Don Dodge (born 1957) is a Developer Advocate for Google, which requires that he helps developers build applications on the company's platforms. Prior to working at Google, Dodge was a start-up evangelist at Microsoft, where he was one of their most visible employees following Robert Scoble's departure in 2006.

==Biography==
Dodge received a Bachelor of Science from the University of Southern Maine, majoring in accounting. Afterward, he received an MBA from New Hampshire College (now Southern New Hampshire University). Following graduation, Dodge worked at a number of technology companies, including Digital Equipment, Forte Software, AltaVista, Napster, and Bowstreet. Afterward, he worked at Groove Networks. When the company was acquired by Microsoft, Dodge became Director of Business Development for Microsoft's Emerging Business Team. He was also known as a "start-up evangelist" for Microsoft. Focusing on the New England area and based in New Hampshire, Dodge often worked specifically with companies in the greater Boston area, to help them use Microsoft products for their companies. Dodge felt positively towards Ray Ozzie, CEO of Groove Networks, who replaced Bill Gates as Chief Software Architect at Microsoft following Gates' retirement announcement.
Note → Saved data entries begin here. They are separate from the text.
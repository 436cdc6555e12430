//! Factorials, permutations, and combinations.

use crate::numerical::func::DomainError;

const NON_NEGATIVE_INTEGER: &str = "must be a non-negative integer";

/// Returns the argument as an integer if it is a non-negative integer.
fn natural(n: f64, index: usize) -> Result<u64, DomainError> {
    if n >= 0.0 && n.fract() == 0.0 && n <= u64::MAX as f64 {
        Ok(n as u64)
    } else {
        Err(DomainError { index, reason: NON_NEGATIVE_INTEGER })
    }
}

/// Multiplies the integers in `from..=to` as floats.
fn product(from: u64, to: u64) -> f64 {
    // past 170!, the product overflows to infinity anyway
    (from..=to).take(171).fold(1.0, |acc, k| acc * k as f64)
}

/// `n!`
pub fn factorial(n: f64) -> Result<f64, DomainError> {
    let n = natural(n, 0)?;
    Ok(product(1, n))
}

/// The number of ordered arrangements of `k` items out of `n`, `n! / (n - k)!`.
pub fn perm(n: f64, k: f64) -> Result<f64, DomainError> {
    let (n, k) = (natural(n, 0)?, natural(k, 1)?);
    if k > n {
        return Ok(0.0);
    }
    Ok(product(n - k + 1, n))
}

/// The number of unordered selections of `k` items out of `n`, `n! / ((n - k)! * k!)`.
pub fn comb(n: f64, k: f64) -> Result<f64, DomainError> {
    let (n, k) = (natural(n, 0)?, natural(k, 1)?);
    if k > n {
        return Ok(0.0);
    }

    // multiply and divide alternately to keep intermediate values small
    let k = k.min(n - k);
    let result = (1..=k).fold(1.0, |acc, i| acc * (n - k + i) as f64 / i as f64);
    Ok(result.round())
}
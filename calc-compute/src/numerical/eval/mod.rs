//! Numeric evaluation of expressions.
//!
//! Every node is evaluated after its children, with the exception of assignments and calls to
//! variadic native functions, which decide for themselves which subtrees to evaluate.

mod binary;
mod call;
mod derivative;
mod unary;

use calc_parser::parser::{ast::{expr::Expr, nary::Nary}, token::op::NaryOpKind};
use super::{ctxt::Ctxt, error::Error};

pub use binary::apply_binary;
pub use derivative::MAX_DERIVATIVE_ORDER;

/// Any type that can be numerically evaluated.
pub trait Eval {
    /// Evaluate the expression to a number, using the given context for variables and functions.
    fn eval(&self, ctxt: &mut Ctxt) -> Result<f64, Error>;

    /// Evaluate the expression with the default context.
    fn eval_default(&self) -> Result<f64, Error> {
        self.eval(&mut Default::default())
    }
}

impl Eval for Expr {
    fn eval(&self, ctxt: &mut Ctxt) -> Result<f64, Error> {
        match self {
            Expr::Number(n) => Ok(*n),
            Expr::Variable(name) => Ok(ctxt.get_var(name)),
            Expr::Binary(binary) => binary.eval(ctxt),
            Expr::Unary(unary) => unary.eval(ctxt),
            Expr::Call(call) => call.eval(ctxt),
            Expr::Derivative(derivative) => derivative.eval(ctxt),
            Expr::Nary(nary) => nary.eval(ctxt),
        }
    }
}

impl Eval for Nary {
    fn eval(&self, ctxt: &mut Ctxt) -> Result<f64, Error> {
        let mut acc = self.op.identity();
        for arg in &self.args {
            let value = arg.eval(ctxt)?;
            match self.op {
                NaryOpKind::Sum => acc += value,
                NaryOpKind::Product => acc *= value,
            }
        }
        Ok(acc)
    }
}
Dodge was laid off from Microsoft on November 5, 2009, and then he became a Developer Advocate for Google, where he helps developers build applications on Google's platforms, as well as help venture capitalists and start-up companies work with Google. After moving to Google, Dodge switched from using a Windows-based computer to a Mac-based one, a move which he enjoys greatly. In 2010, Dodge compared Google to Microsoft when it was a ten-year-old company, indicating that it still had a lot of growth ahead of it. Dodge writes a personal blog called "The Next Big Thing".